However, I do intend to follow up this post with my 2014 top 10, so I will TRY to keep this brief… but somehow that doesn’t always work. [No. It didn’t work… oops]

(NOTE: In keeping with the theme for 2014, all books in December seem to be m/m love stories in various sub-genres, including science fiction, supernatural and crime. So if you’re not into queer, you might as well stop reading now. But there are some good ones!)

The Haunted Heart: Winter – Josh Lanyon

hauntedThis is a short novel (almost a novella) about Flynn, who’s still badly grieving over the sudden death of his lover and soulmate a year ago. He’s sorting through a bunch of old antiques in an old house he’s inherited, when he sees something in the mirror… Yep, this is part ghost story, part mystery and part love story — although to be honest it’s more about friendship and healing than romantic love. Flynn is reluctantly befriended by Kirk, a playwright and military veteran with some form of PTSD, who is tenanted in the downstairs half of the house.

I mostly loved this book.

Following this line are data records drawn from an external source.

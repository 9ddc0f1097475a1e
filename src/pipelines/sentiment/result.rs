use serde::{Deserialize, Serialize};

use super::prediction::{Prediction, SentimentLabel};
use super::rating::{map_sentiment_to_stars, StarRating};

/// Structured outcome of analysing one review. This is the response body of
/// `POST /analyze-sentiment`.
#[derive(Debug, Clone, PartialEq, Serialize, Deserialize)]
pub struct AnalysisResult {
    /// The input as received and as fed to the classifier.
    pub review_data: ReviewData,
    /// Label, rating and per-label percentages.
    pub sentiment_analysis: SentimentAnalysis,
    /// Human-readable summary.
    pub summary: Summary,
}

/// Original and preprocessed review text.
#[derive(Debug, Clone, PartialEq, Eq, Serialize, Deserialize)]
pub struct ReviewData {
    /// Text exactly as submitted.
    pub text_original: String,
    /// Text after social-media preprocessing.
    pub text_processed: String,
}

/// Classifier verdict.
#[derive(Debug, Clone, PartialEq, Serialize, Deserialize)]
pub struct SentimentAnalysis {
    /// Label code reported by the classifier (`POS`, `NEG`, `NEU`).
    pub label: String,
    /// Derived star rating.
    pub score_1_to_5: StarRating,
    /// Per-label confidence in percent.
    pub probabilities: Percentages,
}

/// Label probabilities scaled to 0–100 and rounded to two decimals.
#[derive(Debug, Clone, Copy, PartialEq, Serialize, Deserialize)]
pub struct Percentages {
    /// Positive confidence.
    pub positive: f64,
    /// Negative confidence.
    pub negative: f64,
    /// Neutral confidence.
    pub neutral: f64,
}

/// Star summary and polarity descriptions.
#[derive(Debug, Clone, PartialEq, Eq, Serialize, Deserialize)]
pub struct Summary {
    /// Rating rendered as `N/5 ⭐`.
    pub puntuacion_estrellas: String,
    /// One description per label stating whether it was the predicted one.
    pub polaridad_completa: Polarity,
}

/// Per-label polarity description, e.g. `Positiva` / `No Positiva`.
#[derive(Debug, Clone, PartialEq, Eq, Serialize, Deserialize)]
pub struct Polarity {
    /// Positive description.
    #[serde(rename = "POS")]
    pub positive: String,
    /// Negative description.
    #[serde(rename = "NEG")]
    pub negative: String,
    /// Neutral description.
    #[serde(rename = "NEU")]
    pub neutral: String,
}

impl Polarity {
    fn for_label(predicted: Option<SentimentLabel>) -> Self {
        let describe = |label: SentimentLabel| {
            if predicted == Some(label) {
                label.active_description().to_string()
            } else {
                label.inactive_description().to_string()
            }
        };
        Self {
            positive: describe(SentimentLabel::Positive),
            negative: describe(SentimentLabel::Negative),
            neutral: describe(SentimentLabel::Neutral),
        }
    }

    /// Labels whose description marks them as the predicted one.
    pub fn active(&self) -> Vec<SentimentLabel> {
        SentimentLabel::ALL
            .into_iter()
            .filter(|label| self.description(*label) == label.active_description())
            .collect()
    }

    /// Description recorded for `label`.
    pub fn description(&self, label: SentimentLabel) -> &str {
        match label {
            SentimentLabel::Positive => &self.positive,
            SentimentLabel::Negative => &self.negative,
            SentimentLabel::Neutral => &self.neutral,
        }
    }
}

impl AnalysisResult {
    /// Assemble the response record from a classifier prediction.
    pub fn assemble(
        text_original: impl Into<String>,
        text_processed: impl Into<String>,
        prediction: &Prediction,
    ) -> Self {
        let rating = map_sentiment_to_stars(&prediction.probabilities, &prediction.label);
        let probabilities = &prediction.probabilities;

        Self {
            review_data: ReviewData {
                text_original: text_original.into(),
                text_processed: text_processed.into(),
            },
            sentiment_analysis: SentimentAnalysis {
                label: prediction.label.clone(),
                score_1_to_5: rating,
                probabilities: Percentages {
                    positive: probabilities.percentage(SentimentLabel::Positive),
                    negative: probabilities.percentage(SentimentLabel::Negative),
                    neutral: probabilities.percentage(SentimentLabel::Neutral),
                },
            },
            summary: Summary {
                puntuacion_estrellas: rating.summary(),
                polaridad_completa: Polarity::for_label(prediction.sentiment()),
            },
        }
    }

    /// Shortcut for `sentiment_analysis.score_1_to_5`.
    pub fn rating(&self) -> StarRating {
        self.sentiment_analysis.score_1_to_5
    }
}

#[cfg(test)]
mod tests {
    use super::*;
    use crate::sentiment::ProbabilityDistribution;

    fn prediction(label: &str, probs: &[(&str, f64)]) -> Prediction {
        Prediction::new(label, probs.iter().copied().collect())
    }

    #[test]
    fn serializes_response_contract() {
        let result = AnalysisResult::assemble(
            "Me encantó",
            "me encantó",
            &prediction("POS", &[("POS", 0.95), ("NEG", 0.02), ("NEU", 0.03)]),
        );
        let json = serde_json::to_value(&result).unwrap();
        assert_eq!(
            json,
            serde_json::json!({
                "review_data": {
                    "text_original": "Me encantó",
                    "text_processed": "me encantó"
                },
                "sentiment_analysis": {
                    "label": "POS",
                    "score_1_to_5": 5,
                    "probabilities": {
                        "positive": 95.0,
                        "negative": 2.0,
                        "neutral": 3.0
                    }
                },
                "summary": {
                    "puntuacion_estrellas": "5/5 ⭐",
                    "polaridad_completa": {
                        "POS": "Positiva",
                        "NEG": "No Negativa",
                        "NEU": "No Neutral"
                    }
                }
            })
        );
    }

    #[test]
    fn exactly_one_active_polarity() {
        for label in SentimentLabel::ALL {
            let result = AnalysisResult::assemble("", "", &prediction(label.code(), &[]));
            assert_eq!(result.summary.polaridad_completa.active(), vec![label]);
        }
    }

    #[test]
    fn unknown_label_has_no_active_polarity() {
        let result = AnalysisResult::assemble("", "", &prediction("MIXED", &[("POS", 1.0)]));
        assert!(result.summary.polaridad_completa.active().is_empty());
        assert_eq!(result.rating().get(), 3);
        assert_eq!(result.sentiment_analysis.label, "MIXED");
    }

    #[test]
    fn missing_labels_report_zero_percent() {
        let result = AnalysisResult::assemble(
            "x",
            "x",
            &Prediction::new("NEG", ProbabilityDistribution::new().with("NEG", 0.9)),
        );
        let p = result.sentiment_analysis.probabilities;
        assert_eq!((p.positive, p.negative, p.neutral), (0.0, 90.0, 0.0));
        assert_eq!(result.rating().get(), 2);
    }
}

I’m always partial to paranormal elements and stories that involve researching origins and history and travelling to said locations. Flynn is really really messed up and even though Kirk is a bit messed up too, he is kind and strong and supportive. My only real disappointment was with where it ended up… which wasn’t quite where I wanted it to. But it’s supposed to be part of a series, so I am really really hanging out for the next installment.

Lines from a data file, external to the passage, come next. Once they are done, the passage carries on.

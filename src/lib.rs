//! Spanish review sentiment analysis with a 1-5 star rating.
//!
//! Powered by [Candle](https://github.com/huggingface/candle) and the RoBERTuito sentiment
//! classifier. The model is loaded lazily and shared by every caller; each review gets a
//! label, the full probability distribution and a star rating derived from it.
//! [`server`] exposes the analyzer over HTTP.

#![deny(missing_docs)]

// ============ Internal API ============

pub(crate) mod loaders;
pub(crate) mod models;
pub(crate) mod pipelines;

// ============ Public API ============

pub mod config;
pub mod error;
pub mod server;

pub use pipelines::{provider, sentiment};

I actually wrote an Amazon review for this one:

I really really enjoyed this book, but it didn’t quite end in the place I wanted it to and I’m left waiting for sequels, which I do hope are on the way. Loved the character of Kirk in particular as the reluctant saviour of poor Flynn, who really is in a bad emotional state. I loved the supernatural elements as well, and the ensuing quest to solve the mystery. It’s a beautiful story of healing and the human spirit. Would probably give 4.5 — would have given it 5 with an ending that made me smile, rather than anxious… But it’s fabulous for all that.

A Flight of Magpies – KJ Charles (A Charm of Magpies)

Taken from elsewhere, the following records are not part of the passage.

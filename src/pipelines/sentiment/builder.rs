use super::model::SentimentModel;
use super::pipeline::SentimentAnalyzer;
use super::preprocess::TweetPreprocessor;
use crate::config::RuntimeConfig;
use crate::models::{RobertuitoOptions, RobertuitoSentimentModel};
use crate::pipelines::provider::AnalyzerProvider;

/// Builder for [`SentimentAnalyzer`] instances.
///
/// Building is cheap: the model itself is constructed lazily on the first analysis.
///
/// # Examples
///
/// ```rust,no_run
/// # use sentimiento::sentiment::SentimentAnalyzerBuilder;
/// let analyzer = SentimentAnalyzerBuilder::robertuito()
///     .repo("pysentimiento/robertuito-sentiment-analysis")
///     .compute_threads(1)
///     .build();
/// ```
pub struct SentimentAnalyzerBuilder<M: SentimentModel> {
    options: M::Options,
    runtime: RuntimeConfig,
    preprocessor: TweetPreprocessor,
}

impl<M: SentimentModel> SentimentAnalyzerBuilder<M> {
    /// Builder for any model type from its options.
    pub fn new(options: M::Options) -> Self {
        Self {
            options,
            runtime: RuntimeConfig::default(),
            preprocessor: TweetPreprocessor::default(),
        }
    }

    /// Replace the whole runtime configuration.
    pub fn runtime(mut self, runtime: RuntimeConfig) -> Self {
        self.runtime = runtime;
        self
    }

    /// Threads available to the math kernels.
    pub fn compute_threads(mut self, threads: usize) -> Self {
        self.runtime.compute_threads = threads;
        self
    }

    /// Run on CPU only (default), or allow an accelerator when one is available.
    pub fn cpu_only(mut self, cpu_only: bool) -> Self {
        self.runtime.cpu_only = cpu_only;
        self
    }

    /// Replace the preprocessing settings.
    pub fn preprocessor(mut self, preprocessor: TweetPreprocessor) -> Self {
        self.preprocessor = preprocessor;
        self
    }

    /// Build the analyzer. No model is loaded yet.
    pub fn build(self) -> SentimentAnalyzer<M> {
        SentimentAnalyzer::with_preprocessor(
            AnalyzerProvider::new(self.options, self.runtime),
            self.preprocessor,
        )
    }
}

impl SentimentAnalyzerBuilder<RobertuitoSentimentModel> {
    /// Builder for the Spanish RoBERTuito sentiment classifier.
    pub fn robertuito() -> Self {
        Self::new(RobertuitoOptions::default())
    }

    /// Hub repository to load the RoBERTuito weights from.
    pub fn repo(mut self, repo: impl Into<String>) -> Self {
        self.options.repo = repo.into();
        self
    }

    /// Longest token sequence fed to the model; longer inputs are truncated.
    pub fn max_length(mut self, max_length: usize) -> Self {
        self.options.max_length = max_length;
        self
    }
}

This is the third in a historical-supernatural-mystery-m/m trilogy set in London in the early 20thC, following the adventures and relationship between reluctant peer Lucian (Lord Crane) and Stephen, a powerful ‘practitioner’ (wielder of magic). I mentioned the first two in this very fun and unique series back in October. In this third book there’s a new problem to solve involving magic paintings, an old foe bent on revenge and the various repercussions of a blood-and-sex-bond shared by Crane and Stephen.

The best thing about this series is the interesting take on supernatural London, especially the Chinese influences. Crane and Stephen are still not my favourite couple ever, but with every book they get better. I’ve been trying to put my finger on what my issue is (because these are very popular books) and I think maybe it’s the less intimate writing style that doesn’t let me close enough to the characters. I need to be more inside their heads and hearts…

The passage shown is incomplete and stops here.